MesoPher/Mitazalimab-combination Therapy in Metastatic Pancreatic Disease (REACtiVe-2 Trial)

Plus: Amphastar Pharmaceuticals files a patent for an intranasal pharmaceutical formulation with naloxone and bile acid.

• MesoPher/Mitazalimab-combination Therapy in Metastatic Pancreatic Disease (REACtiVe-2 Trial)
• Adult participants with B-Cell Malignancies: A study to assess adverse events, change in disease activity, and how Oral ABBV-101 moves through the body.
• Amphastar Pharmaceuticals files a patent for an intranasal pharmaceutical formulation with naloxone and bile acid.
• Arcturus Therapeutics patents synthetic transfer RNA for genetic disorders.

MesoPher/Mitazalimab-combination Therapy in Metastatic Pancreatic Disease (REACtiVe-2 Trial)

The MesoCancerVac by Amphera is currently in the developmental stage and is being designed specifically for the treatment of various types of cancer, including pancreatic adenocarcinoma, malignant pleural mesothelioma, metastasized pancreatic ductal adenocarcinoma, and peritoneal mesothelioma. The administration of this substance is conducted via intravenous and intradermal routes. The therapy employs autologous dendritic cells that have been pulsed with allogeneic tumor cell lysates, which are fragments of tumor cells. Dendritic cells (DCs) have the capacity to induce the activation of T cells that are specific to a particular antigen.

Adult participants with B-Cell Malignancies: A study to assess adverse events, change in disease activity, and how Oral ABBV-101 moves through the body.

ABBV-101 by  is a pharmaceutical compound currently under investigation for its potential therapeutic application in the treatment of Non-Hodgkin's Lymphoma (NHL). The study will consist of two phases: a dose escalation phase and a dose expansion phase. The primary objective of the dose escalation phase is to establish the maximum administered dose (MAD) or maximum tolerated dose (MTD) of ABBV-101.

In the dose expansion phase, the focus will be on evaluating the impact of ABBV-101 on disease activity in participants diagnosed with chronic lymphocytic leukemia (CLL) or non-germinal center B-cell-like diffuse large B-cell lymphoma (non-GCB DLBCL).
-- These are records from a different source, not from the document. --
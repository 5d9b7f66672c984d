//! WebSocket transport for the signaling channel.
//!
//! Authentication happens at connection establishment: the first frame
//! must be `Identify` with a valid access token, and anything else gets
//! the connection closed. After that, frames are parsed into [`ClientOp`]
//! and handed to the hub; outbound events flow through the connection's
//! queue so slow sockets never block the router.

use crate::SignalingHub;
use crate::registry::ConnHandle;
use crate::router::ConnCtx;
use studyhall_common::signal::{ClientOp, ServerEvent, codes};
use axum::{
    Router,
    extract::{
        State, WebSocketUpgrade,
        ws::{Message, WebSocket},
    },
    response::Response,
    routing::get,
};
use futures_util::{SinkExt, StreamExt};
use std::sync::Arc;
use tokio::sync::mpsc;
use uuid::Uuid;

/// Build the signaling WebSocket router.
pub fn build_router(hub: Arc<SignalingHub>) -> Router {
    Router::new()
        .route("/signaling", get(ws_handler))
        .with_state(hub)
}

async fn ws_handler(ws: WebSocketUpgrade, State(hub): State<Arc<SignalingHub>>) -> Response {
    ws.on_upgrade(move |socket| handle_connection(socket, hub))
}

async fn handle_connection(socket: WebSocket, hub: Arc<SignalingHub>) {
    let (mut sink, mut stream) = socket.split();
    let connection_id = Uuid::new_v4();

    tracing::debug!(conn = %connection_id, "Signaling socket connected");

    // Unauthenticated phase: exactly one frame is acceptable.
    let identity = loop {
        match stream.next().await {
            Some(Ok(Message::Text(text))) => {
                match serde_json::from_str::<ClientOp>(&text) {
                    Ok(ClientOp::Identify { token, avatar_url }) => {
                        match authenticate(&token) {
                            Ok((user_id, display_name)) => {
                                break (user_id, display_name, avatar_url);
                            }
                            Err(message) => {
                                send_direct(
                                    &mut sink,
                                    ServerEvent::Error {
                                        code: codes::BAD_TOKEN,
                                        message,
                                    },
                                )
                                .await;
                                return;
                            }
                        }
                    }
                    Ok(_) => {
                        // Room-scoped ops before identify close the
                        // connection, not just get ignored.
                        send_direct(
                            &mut sink,
                            ServerEvent::Error {
                                code: codes::BAD_FRAME,
                                message: "Identify first".into(),
                            },
                        )
                        .await;
                        return;
                    }
                    Err(e) => {
                        send_direct(
                            &mut sink,
                            ServerEvent::Error {
                                code: codes::BAD_FRAME,
                                message: format!("Invalid frame: {e}"),
                            },
                        )
                        .await;
                        return;
                    }
                }
            }
            Some(Ok(Message::Close(_))) | None => return,
            Some(Ok(_)) => continue,
            Some(Err(_)) => return,
        }
    };
    let (user_id, display_name, avatar_url) = identity;

    // Authenticated: wire up the outbound queue and register.
    let (tx, mut rx) = mpsc::unbounded_channel::<ServerEvent>();
    let writer = tokio::spawn(async move {
        while let Some(event) = rx.recv().await {
            if let Ok(json) = serde_json::to_string(&event) {
                if sink.send(Message::Text(json.into())).await.is_err() {
                    break;
                }
            }
        }
    });

    let handle = ConnHandle::new(connection_id, user_id, tx);
    if let Some(old) = hub.registry.register(handle.clone()).await {
        hub.evict_superseded(old).await;
    }

    let mut ctx = ConnCtx::new(handle, display_name, avatar_url);
    ctx.handle.send(ServerEvent::Ready { connection_id });

    tracing::info!(conn = %connection_id, user = %user_id, "Signaling client identified");

    while let Some(Ok(msg)) = stream.next().await {
        match msg {
            Message::Text(text) => match serde_json::from_str::<ClientOp>(&text) {
                Ok(op) => hub.dispatch(&mut ctx, op).await,
                Err(e) => {
                    ctx.handle.send(ServerEvent::Error {
                        code: codes::BAD_FRAME,
                        message: format!("Invalid frame: {e}"),
                    });
                }
            },
            Message::Close(_) => break,
            _ => {}
        }
    }

    hub.handle_disconnect(&mut ctx).await;
    writer.abort();

    tracing::info!(conn = %connection_id, user = %user_id, "Signaling socket disconnected");
}

/// Validate an access token and extract the identity the presence layer
/// snapshots at join time.
fn authenticate(token: &str) -> Result<(Uuid, String), String> {
    let config = studyhall_common::config::get();
    let claims = studyhall_common::auth::validate_token(token, &config.auth.jwt_secret)
        .map_err(|_| "Invalid token".to_string())?;

    if claims.token_type != "access" {
        return Err("Access token required".into());
    }
    let user_id: Uuid = claims
        .sub
        .parse()
        .map_err(|_| "Invalid token subject".to_string())?;

    Ok((user_id, claims.name))
}

async fn send_direct(
    sink: &mut futures_util::stream::SplitSink<WebSocket, Message>,
    event: ServerEvent,
) {
    if let Ok(json) = serde_json::to_string(&event) {
        let _ = sink.send(Message::Text(json.into())).await;
    }
}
The study aims to enroll approximately 188 adult participants with various subtypes of NHL across multiple sites worldwide.

During the Dose Escalation phase of the study, participants will be administered increasing oral doses of ABBV-101 until the Maximum Administered dose (MAD) or maximum tolerated dose (MTD) is established. This phase is expected to last approximately 60 months. During the dose expansion phase of the study, participants are administered oral ABBV-101 over a period of approximately 60 months.
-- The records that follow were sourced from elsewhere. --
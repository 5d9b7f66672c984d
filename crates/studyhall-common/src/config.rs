//! Application configuration loaded from environment variables and config files.
//!
//! Supports `.env` files for development and environment variables for production.
//! Config precedence: env vars > .env file > config.toml > defaults

use serde::Deserialize;
use std::sync::OnceLock;

static CONFIG: OnceLock<AppConfig> = OnceLock::new();

/// Get the global application configuration.
///
/// # Panics
/// Panics if config has not been initialized via [`init`].
pub fn get() -> &'static AppConfig {
    CONFIG
        .get()
        .expect("Config not initialized. Call studyhall_common::config::init() first.")
}

/// Initialize the global configuration from environment.
///
/// Should be called once at application startup, before any other code accesses config.
pub fn init() -> Result<&'static AppConfig, config::ConfigError> {
    // Load .env file if present (development)
    let _ = dotenvy::dotenv();

    let cfg = config::Config::builder()
        // Defaults
        .set_default("server.host", "0.0.0.0")?
        .set_default("server.port", 3001)?
        .set_default("server.signaling_port", 3002)?
        .set_default("database.max_connections", 20)?
        .set_default("database.min_connections", 5)?
        .set_default("auth.access_token_ttl_secs", 900)? // 15 min
        .set_default("auth.refresh_token_ttl_secs", 2_592_000)? // 30 days
        .set_default("ai.model", "gemini-1.5-flash")?
        .set_default("limits.max_message_length", 2000)?
        .set_default("limits.chat_buffer_size", 50)?
        .set_default("limits.room_lookup_timeout_ms", 3000)?
        .set_default("limits.default_room_capacity", 10)?
        .set_default("cache.room_list_ttl_secs", 60)?
        .set_default("cache.group_list_ttl_secs", 120)?
        // Optional config file
        .add_source(config::File::with_name("config").required(false))
        // Environment variables (STUDYHALL_SERVER__HOST, STUDYHALL_DATABASE__URL, etc.)
        .add_source(
            config::Environment::with_prefix("STUDYHALL")
                .separator("__")
                .try_parsing(true),
        )
        .build()?;

    let app_config: AppConfig = cfg.try_deserialize()?;
    Ok(CONFIG.get_or_init(|| app_config))
}

/// Initialize config directly from a value — used by tests that need a
/// config without an environment.
pub fn init_from(config: AppConfig) -> &'static AppConfig {
    CONFIG.get_or_init(|| config)
}

#[derive(Debug, Deserialize, Clone)]
pub struct AppConfig {
    pub server: ServerConfig,
    pub database: DatabaseConfig,
    pub redis: RedisConfig,
    pub auth: AuthConfig,
    pub ai: AiConfig,
    pub limits: LimitsConfig,
    pub cache: CacheConfig,
}

#[derive(Debug, Deserialize, Clone)]
pub struct ServerConfig {
    pub host: String,
    /// REST API port.
    pub port: u16,
    /// WebSocket signaling port.
    pub signaling_port: u16,
}

#[derive(Debug, Deserialize, Clone)]
pub struct DatabaseConfig {
    /// PostgreSQL connection URL
    pub url: String,
    pub max_connections: u32,
    pub min_connections: u32,
}

#[derive(Debug, Deserialize, Clone)]
pub struct RedisConfig {
    /// Redis connection URL — optional; omit to use the in-process cache only.
    pub url: Option<String>,
}

#[derive(Debug, Deserialize, Clone)]
pub struct AuthConfig {
    /// JWT signing secret (HS256) — should be 256+ bits of entropy
    pub jwt_secret: String,
    /// Access token TTL in seconds
    pub access_token_ttl_secs: u64,
    /// Refresh token TTL in seconds
    pub refresh_token_ttl_secs: u64,
}

#[derive(Debug, Deserialize, Clone)]
pub struct AiConfig {
    /// API key for the generative-text backend — optional; without it the
    /// AI routes serve deterministic fallback content.
    pub api_key: Option<String>,
    /// Model identifier passed to the backend.
    pub model: String,
}

#[derive(Debug, Deserialize, Clone)]
pub struct LimitsConfig {
    pub max_message_length: u32,
    /// Bounded recent-message buffer per live room; oldest entries evicted.
    pub chat_buffer_size: usize,
    /// Bound on the room-record lookup performed at join time.
    pub room_lookup_timeout_ms: u64,
    pub default_room_capacity: u32,
}

#[derive(Debug, Deserialize, Clone)]
pub struct CacheConfig {
    pub room_list_ttl_secs: u64,
    pub group_list_ttl_secs: u64,
}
The trial participants may experience a greater treatment burden in comparison to their usual standard of care. Participants are required to attend scheduled visits at an authorized institution, such as a hospital or clinic, throughout the duration of the study. The efficacy of the treatment will be regularly monitored through medical evaluations, blood analyses, and assessments of potential side effects.
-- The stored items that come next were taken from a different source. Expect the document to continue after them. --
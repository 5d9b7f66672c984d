//! Social feed repository — posts, likes, comments, bookmarks, reposts.

use studyhall_common::models::social::{PostComment, SocialPost};
use sqlx::PgPool;
use uuid::Uuid;

pub async fn create_post(
    pool: &PgPool,
    user_id: Uuid,
    content: &str,
    post_type: &str,
    image_url: Option<&str>,
    study_subject: Option<&str>,
    study_hours: i32,
) -> Result<SocialPost, sqlx::Error> {
    sqlx::query_as::<_, SocialPost>(
        r#"
        INSERT INTO social_posts (user_id, content, post_type, image_url, study_subject, study_hours)
        VALUES ($1, $2, $3, $4, $5, $6)
        RETURNING *
        "#,
    )
    .bind(user_id)
    .bind(content)
    .bind(post_type)
    .bind(image_url)
    .bind(study_subject)
    .bind(study_hours)
    .fetch_one(pool)
    .await
}

pub async fn find_post(pool: &PgPool, id: Uuid) -> Result<Option<SocialPost>, sqlx::Error> {
    sqlx::query_as::<_, SocialPost>("SELECT * FROM social_posts WHERE id = $1")
        .bind(id)
        .fetch_optional(pool)
        .await
}

/// Feed row: post plus author display fields and the viewer's like/bookmark state.
#[derive(Debug, sqlx::FromRow)]
pub struct FeedRow {
    pub id: Uuid,
    pub user_id: Uuid,
    pub content: String,
    pub post_type: String,
    pub image_url: Option<String>,
    pub study_subject: Option<String>,
    pub study_hours: i32,
    pub likes_count: i64,
    pub comments_count: i64,
    pub shares_count: i64,
    pub original_post_id: Option<Uuid>,
    pub created_at: chrono::DateTime<chrono::Utc>,
    pub author_name: String,
    pub author_avatar: Option<String>,
    pub author_streak: i32,
    pub liked_by_viewer: bool,
    pub bookmarked_by_viewer: bool,
}

/// Paged feed, newest first.
pub async fn list_feed(
    pool: &PgPool,
    viewer_id: Uuid,
    limit: i64,
    offset: i64,
) -> Result<Vec<FeedRow>, sqlx::Error> {
    sqlx::query_as::<_, FeedRow>(
        r#"
        SELECT sp.id, sp.user_id, sp.content, sp.post_type, sp.image_url,
               sp.study_subject, sp.study_hours, sp.likes_count, sp.comments_count,
               sp.shares_count, sp.original_post_id, sp.created_at,
               up.name AS author_name, up.avatar_url AS author_avatar,
               COALESCE(us.current_streak, 0) AS author_streak,
               EXISTS (SELECT 1 FROM post_likes pl
                       WHERE pl.post_id = sp.id AND pl.user_id = $1) AS liked_by_viewer,
               EXISTS (SELECT 1 FROM post_bookmarks pb
                       WHERE pb.post_id = sp.id AND pb.user_id = $1) AS bookmarked_by_viewer
        FROM social_posts sp
        JOIN user_profiles up ON up.user_id = sp.user_id
        LEFT JOIN user_stats us ON us.user_id = sp.user_id
        ORDER BY sp.created_at DESC
        LIMIT $2 OFFSET $3
        "#,
    )
    .bind(viewer_id)
    .bind(limit)
    .bind(offset)
    .fetch_all(pool)
    .await
}

/// Toggle a like; returns the new liked state and updated count.
pub async fn toggle_like(
    pool: &PgPool,
    post_id: Uuid,
    user_id: Uuid,
) -> Result<(bool, i64), sqlx::Error> {
    let mut tx = pool.begin().await?;

    let removed = sqlx::query("DELETE FROM post_likes WHERE post_id = $1 AND user_id = $2")
        .bind(post_id)
        .bind(user_id)
        .execute(&mut *tx)
        .await?
        .rows_affected();

    let liked = removed == 0;
    if liked {
        sqlx::query("INSERT INTO post_likes (post_id, user_id) VALUES ($1, $2)")
            .bind(post_id)
            .bind(user_id)
            .execute(&mut *tx)
            .await?;
    }

    let (count,): (i64,) = sqlx::query_as(
        r#"
        UPDATE social_posts
        SET likes_count = (SELECT COUNT(*) FROM post_likes WHERE post_id = $1)
        WHERE id = $1
        RETURNING likes_count
        "#,
    )
    .bind(post_id)
    .fetch_one(&mut *tx)
    .await?;

    tx.commit().await?;
    Ok((liked, count))
}

/// Toggle a bookmark; returns whether the post is now bookmarked.
pub async fn toggle_bookmark(
    pool: &PgPool,
    post_id: Uuid,
    user_id: Uuid,
) -> Result<bool, sqlx::Error> {
    let removed = sqlx::query("DELETE FROM post_bookmarks WHERE post_id = $1 AND user_id = $2")
        .bind(post_id)
        .bind(user_id)
        .execute(pool)
        .await?
        .rows_affected();

    if removed > 0 {
        return Ok(false);
    }
    sqlx::query("INSERT INTO post_bookmarks (post_id, user_id) VALUES ($1, $2)")
        .bind(post_id)
        .bind(user_id)
        .execute(pool)
        .await?;
    Ok(true)
}

/// Repost: a new post referencing the original, bumping its share count.
pub async fn repost(
    pool: &PgPool,
    user_id: Uuid,
    original_post_id: Uuid,
    content: &str,
) -> Result<SocialPost, sqlx::Error> {
    let mut tx = pool.begin().await?;

    let post = sqlx::query_as::<_, SocialPost>(
        r#"
        INSERT INTO social_posts (user_id, content, post_type, original_post_id)
        VALUES ($1, $2, 'repost', $3)
        RETURNING *
        "#,
    )
    .bind(user_id)
    .bind(content)
    .bind(original_post_id)
    .fetch_one(&mut *tx)
    .await?;

    sqlx::query("UPDATE social_posts SET shares_count = shares_count + 1 WHERE id = $1")
        .bind(original_post_id)
        .execute(&mut *tx)
        .await?;

    tx.commit().await?;
    Ok(post)
}

pub async fn create_comment(
    pool: &PgPool,
    post_id: Uuid,
    user_id: Uuid,
    content: &str,
) -> Result<PostComment, sqlx::Error> {
    let mut tx = pool.begin().await?;

    let comment = sqlx::query_as::<_, PostComment>(
        r#"
        INSERT INTO post_comments (post_id, user_id, content)
        VALUES ($1, $2, $3)
        RETURNING *
        "#,
    )
    .bind(post_id)
    .bind(user_id)
    .bind(content)
    .fetch_one(&mut *tx)
    .await?;

    sqlx::query("UPDATE social_posts SET comments_count = comments_count + 1 WHERE id = $1")
        .bind(post_id)
        .execute(&mut *tx)
        .await?;

    tx.commit().await?;
    Ok(comment)
}

/// Comment with author display fields, oldest first.
#[derive(Debug, sqlx::FromRow)]
pub struct CommentRow {
    pub id: Uuid,
    pub user_id: Uuid,
    pub content: String,
    pub likes_count: i64,
    pub created_at: chrono::DateTime<chrono::Utc>,
    pub author_name: String,
    pub author_avatar: Option<String>,
    pub liked_by_viewer: bool,
}

pub async fn list_comments(
    pool: &PgPool,
    post_id: Uuid,
    viewer_id: Uuid,
) -> Result<Vec<CommentRow>, sqlx::Error> {
    sqlx::query_as::<_, CommentRow>(
        r#"
        SELECT pc.id, pc.user_id, pc.content, pc.likes_count, pc.created_at,
               up.name AS author_name, up.avatar_url AS author_avatar,
               EXISTS (SELECT 1 FROM comment_likes cl
                       WHERE cl.comment_id = pc.id AND cl.user_id = $2) AS liked_by_viewer
        FROM post_comments pc
        JOIN user_profiles up ON up.user_id = pc.user_id
        WHERE pc.post_id = $1 AND NOT pc.is_deleted
        ORDER BY pc.created_at
        "#,
    )
    .bind(post_id)
    .bind(viewer_id)
    .fetch_all(pool)
    .await
}

/// Toggle a comment like; returns the new liked state and updated count.
pub async fn toggle_comment_like(
    pool: &PgPool,
    comment_id: Uuid,
    user_id: Uuid,
) -> Result<(bool, i64), sqlx::Error> {
    let mut tx = pool.begin().await?;

    let removed = sqlx::query("DELETE FROM comment_likes WHERE comment_id = $1 AND user_id = $2")
        .bind(comment_id)
        .bind(user_id)
        .execute(&mut *tx)
        .await?
        .rows_affected();

    let liked = removed == 0;
    if liked {
        sqlx::query("INSERT INTO comment_likes (comment_id, user_id) VALUES ($1, $2)")
            .bind(comment_id)
            .bind(user_id)
            .execute(&mut *tx)
            .await?;
    }

    let (count,): (i64,) = sqlx::query_as(
        r#"
        UPDATE post_comments
        SET likes_count = (SELECT COUNT(*) FROM comment_likes WHERE comment_id = $1)
        WHERE id = $1
        RETURNING likes_count
        "#,
    )
    .bind(comment_id)
    .fetch_one(&mut *tx)
    .await?;

    tx.commit().await?;
    Ok((liked, count))
}

/// Users who liked a post, most recent first.
#[derive(Debug, sqlx::FromRow)]
pub struct LikerRow {
    pub user_id: Uuid,
    pub name: String,
    pub avatar_url: Option<String>,
}

pub async fn list_likers(pool: &PgPool, post_id: Uuid) -> Result<Vec<LikerRow>, sqlx::Error> {
    sqlx::query_as::<_, LikerRow>(
        r#"
        SELECT pl.user_id, up.name, up.avatar_url
        FROM post_likes pl
        JOIN user_profiles up ON up.user_id = pl.user_id
        WHERE pl.post_id = $1
        ORDER BY pl.created_at DESC
        "#,
    )
    .bind(post_id)
    .fetch_all(pool)
    .await
}

/// Most-liked posts of the last 24 hours.
pub async fn trending(
    pool: &PgPool,
    viewer_id: Uuid,
    limit: i64,
) -> Result<Vec<FeedRow>, sqlx::Error> {
    sqlx::query_as::<_, FeedRow>(
        r#"
        SELECT sp.id, sp.user_id, sp.content, sp.post_type, sp.image_url,
               sp.study_subject, sp.study_hours, sp.likes_count, sp.comments_count,
               sp.shares_count, sp.original_post_id, sp.created_at,
               up.name AS author_name, up.avatar_url AS author_avatar,
               COALESCE(us.current_streak, 0) AS author_streak,
               EXISTS (SELECT 1 FROM post_likes pl
                       WHERE pl.post_id = sp.id AND pl.user_id = $1) AS liked_by_viewer,
               EXISTS (SELECT 1 FROM post_bookmarks pb
                       WHERE pb.post_id = sp.id AND pb.user_id = $1) AS bookmarked_by_viewer
        FROM social_posts sp
        JOIN user_profiles up ON up.user_id = sp.user_id
        LEFT JOIN user_stats us ON us.user_id = sp.user_id
        WHERE sp.created_at > NOW() - INTERVAL '24 hours'
        ORDER BY sp.likes_count DESC, sp.created_at DESC
        LIMIT $2
        "#,
    )
    .bind(viewer_id)
    .bind(limit)
    .fetch_all(pool)
    .await
}

pub async fn delete_post(pool: &PgPool, post_id: Uuid, user_id: Uuid) -> Result<bool, sqlx::Error> {
    let result = sqlx::query("DELETE FROM social_posts WHERE id = $1 AND user_id = $2")
        .bind(post_id)
        .bind(user_id)
        .execute(pool)
        .await?;
    Ok(result.rows_affected() > 0)
}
Amphastar Pharmaceuticals files a patent for an intranasal pharmaceutical formulation with naloxone and bile acid.

Amphastar Pharmaceuticals has recently submitted a patent application for intranasal pharmaceutical formulations that incorporate naloxone or an opioid antagonist as the primary active ingredient. These formulations also include an absorption enhancer, specifically a bile acid or its salt. The formulation is designed to optimize the absorption of Naloxone, or the opioid antagonist, into the bloodstream through intranasal delivery, with a pH range of approximately 3 to 5.

Arcturus Therapeutics patents synthetic transfer RNA for genetic disorders.

Arcturus Therapeutics has recently submitted a patent application for a novel synthetic transfer RNA (tRNA) featuring an elongated anticodon loop. The tRNA has been specifically engineered to address genetic disorders such as cystic fibrosis, which arise from a specific type of mutation known as a nonsense mutation.

The synthetic transfer RNA (tRNA) is designed with an elongated anticodon loop that consists of two consecutive anticodon base triplets. These base triplets are capable of forming base pairs with two consecutive codon base triplets found on a messenger RNA (mRNA) molecule.

The base triplet of either the first or second anticodon has the ability to form a base pair with the base triplet of a stop codon on the mRNA.